EXERCISE DETAILS
The response should contain every entry, reproduced exactly.

INFORMATION SHOWN
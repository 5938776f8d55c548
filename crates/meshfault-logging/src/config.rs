//! Configuration types for the logging system

use std::collections::BTreeMap;
use std::path::PathBuf;

use serde::{Deserialize, Serialize};

/// Main logging configuration
#[derive(Debug, Clone, PartialEq, Serialize, Deserialize)]
#[serde(default)]
pub struct LogConfig {
    /// Default log level (can be overridden by RUST_LOG)
    pub default_level: String,

    /// Console output configuration
    pub console: ConsoleConfig,

    /// File output configuration
    pub file: Option<FileConfig>,

    /// JSONL output configuration
    pub jsonl: JsonlConfig,

    /// Per-target level overrides, e.g. `meshfault_routing = "trace"`
    pub targets: BTreeMap<String, String>,
}

impl Default for LogConfig {
    fn default() -> Self {
        Self {
            default_level: "info".to_string(),
            console: ConsoleConfig::default(),
            file: None,
            jsonl: JsonlConfig::default(),
            targets: BTreeMap::new(),
        }
    }
}

impl LogConfig {
    /// Create a config for development (verbose console output)
    pub fn development() -> Self {
        Self {
            default_level: "debug".to_string(),
            console: ConsoleConfig {
                enabled: true,
                pretty: true,
                ansi: true,
            },
            ..Default::default()
        }
    }

    /// Create a config for testing (minimal output)
    pub fn testing() -> Self {
        Self {
            default_level: "warn".to_string(),
            console: ConsoleConfig {
                enabled: true,
                pretty: false,
                ansi: false,
            },
            ..Default::default()
        }
    }

    /// Filter directives: the default level followed by target overrides
    pub fn directives(&self) -> String {
        let mut directives = vec![self.default_level.clone()];
        directives.extend(
            self.targets
                .iter()
                .map(|(target, level)| format!("{target}={level}")),
        );
        directives.join(",")
    }
}

/// Console output configuration
#[derive(Debug, Clone, PartialEq, Eq, Serialize, Deserialize)]
#[serde(default)]
pub struct ConsoleConfig {
    /// Enable console output
    pub enabled: bool,
    /// Use pretty (human-readable) format
    pub pretty: bool,
    /// Include ANSI colors
    pub ansi: bool,
}

impl Default for ConsoleConfig {
    fn default() -> Self {
        Self {
            enabled: true,
            pretty: true,
            ansi: true,
        }
    }
}

/// File output configuration
#[derive(Debug, Clone, PartialEq, Eq, Serialize, Deserialize)]
#[serde(default)]
pub struct FileConfig {
    /// Directory for log files
    pub directory: PathBuf,
    /// File name prefix
    pub prefix: String,
    /// Rotation strategy
    pub rotation: RotationStrategy,
}

impl Default for FileConfig {
    fn default() -> Self {
        Self {
            directory: PathBuf::from("./logs"),
            prefix: "meshfault".to_string(),
            rotation: RotationStrategy::Never,
        }
    }
}

/// File rotation strategy
#[derive(Debug, Clone, Copy, PartialEq, Eq, Serialize, Deserialize, Default)]
pub enum RotationStrategy {
    /// Rotate daily
    Daily,
    /// Rotate hourly
    Hourly,
    /// Never rotate (single file)
    #[default]
    Never,
}

/// JSONL formatting configuration
#[derive(Debug, Clone, PartialEq, Eq, Serialize, Deserialize)]
#[serde(default)]
pub struct JsonlConfig {
    /// Flatten event fields to root level
    pub flatten_events: bool,
    /// Include span list in events
    pub include_spans: bool,
    /// Include file/line information
    pub include_location: bool,
}

impl Default for JsonlConfig {
    fn default() -> Self {
        Self {
            flatten_events: true,
            include_spans: true,
            include_location: false,
        }
    }
}

#[cfg(test)]
mod tests {
    use super::*;

    #[test]
    fn test_presets() {
        assert_eq!(LogConfig::development().default_level, "debug");
        assert!(LogConfig::development().console.pretty);
        assert_eq!(LogConfig::testing().default_level, "warn");
        assert!(!LogConfig::testing().console.pretty);
    }

    #[test]
    fn test_directives_include_targets() {
        let mut config = LogConfig::default();
        config
            .targets
            .insert("meshfault_routing".to_string(), "trace".to_string());
        assert_eq!(config.directives(), "info,meshfault_routing=trace");
    }

    #[test]
    fn test_partial_json_uses_defaults() {
        let config: LogConfig =
            serde_json::from_str(r#"{"default_level": "debug", "console": {"pretty": false}}"#)
                .unwrap();
        assert_eq!(config.default_level, "debug");
        assert!(!config.console.pretty);
        assert!(config.console.enabled);
        assert!(config.file.is_none());
        assert!(config.jsonl.flatten_events);
    }
}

EXERCISE RESULT
repository 5938776f8d55c548
filename crates/meshfault-logging/src/config.rs
//! Configuration types for the logging system

use std::collections::BTreeMap;
use std::path::PathBuf;

use serde::{Deserialize, Serialize};

/// Main logging configuration
#[derive(Debug, Clone, PartialEq, Serialize, Deserialize)]
#[serde(default)]
pub struct LogConfig {
    /// Default log level (can be overridden by RUST_LOG)
    pub default_level: String,

    /// Console output configuration
    pub console: ConsoleConfig,

    /// File output configuration
    pub file: Option<FileConfig>,

    /// JSONL output configuration
    pub jsonl: JsonlConfig,

    /// Per-target level overrides, e.g. `meshfault_routing = "trace"`
    pub targets: BTreeMap<String, String>,
}

impl Default for LogConfig {
    fn default() -> Self {
        Self {
            default_level: "info".to_string(),
            console: ConsoleConfig::default(),
            file: None,
            jsonl: JsonlConfig::default(),
            targets: BTreeMap::new(),
        }
    }
}

impl LogConfig {
    /// Create a config for development (verbose console output)
    pub fn development() -> Self {
        Self {
            default_level: "debug".to_string(),
            console: ConsoleConfig {
                enabled: true,
                pretty: true,
                ansi: true,
            },
            ..Default::default()
        }
    }

    /// Create a config for testing (minimal output)
    pub fn testing() -> Self {
        Self {
            default_level: "warn".to_string(),
            console: ConsoleConfig {
                enabled: true,
                pretty: false,
                ansi: false,
            },
            ..Default::default()
        }
    }

    /// Filter directives: the default level followed by target overrides
    pub fn directives(&self) -> String {
        let mut directives = vec![self.default_level.clone()];
        directives.extend(
            self.targets
                .iter()
                .map(|(target, level)| format!("{target}={level}")),
        );
        directives.join(",")
    }
}

/// Console output configuration
#[derive(Debug, Clone, PartialEq, Eq, Serialize, Deserialize)]
#[serde(default)]
pub struct ConsoleConfig {
    /// Enable console output
    pub enabled: bool,
    /// Use pretty (human-readable) format
    pub pretty: bool,
    /// Include ANSI colors
    pub ansi: bool,
}

impl Default for ConsoleConfig {
    fn default() -> Self {
        Self {
            enabled: true,
            pretty: true,
            ansi: true,
        }
    }
}

/// File output configuration
#[derive(Debug, Clone, PartialEq, Eq, Serialize, Deserialize)]
#[serde(default)]
pub struct FileConfig {
    /// Directory for log files
    pub directory: PathBuf,
    /// File name prefix
    pub prefix: String,
    /// Rotation strategy
    pub rotation: RotationStrategy,
}

impl Default for FileConfig {
    fn default() -> Self {
        Self {
            directory: PathBuf::from("./logs"),
            prefix: "meshfault".to_string(),
            rotation: RotationStrategy::Never,
        }
    }
}

/// File rotation strategy
#[derive(Debug, Clone, Copy, PartialEq, Eq, Serialize, Deserialize, Default)]
pub enum RotationStrategy {
    /// Rotate daily
    Daily,
    /// Rotate hourly
    Hourly,
    /// Never rotate (single file)
    #[default]
    Never,
}

/// JSONL formatting configuration
#[derive(Debug, Clone, PartialEq, Eq, Serialize, Deserialize)]
#[serde(default)]
pub struct JsonlConfig {
    /// Flatten event fields to root level
    pub flatten_events: bool,
    /// Include span list in events
    pub include_spans: bool,
    /// Include file/line information
    pub include_location: bool,
}

impl Default for JsonlConfig {
    fn default() -> Self {
        Self {
            flatten_events: true,
            include_spans: true,
            include_location: false,
        }
    }
}

#[cfg(test)]
mod tests {
    use super::*;

    #[test]
    fn test_presets() {
        assert_eq!(LogConfig::development().default_level, "debug");
        assert!(LogConfig::development().console.pretty);
        assert_eq!(LogConfig::testing().default_level, "warn");
        assert!(!LogConfig::testing().console.pretty);
    }

    #[test]
    fn test_directives_include_targets() {
        let mut config = LogConfig::default();
        config
            .targets
            .insert("meshfault_routing".to_string(), "trace".to_string());
        assert_eq!(config.directives(), "info,meshfault_routing=trace");
    }

    #[test]
    fn test_partial_json_uses_defaults() {
        let config: LogConfig =
            serde_json::from_str(r#"{"default_level": "debug", "console": {"pretty": false}}"#)
                .unwrap();
        assert_eq!(config.default_level, "debug");
        assert!(!config.console.pretty);
        assert!(config.console.enabled);
        assert!(config.file.is_none());
        assert!(config.jsonl.flatten_events);
    }
}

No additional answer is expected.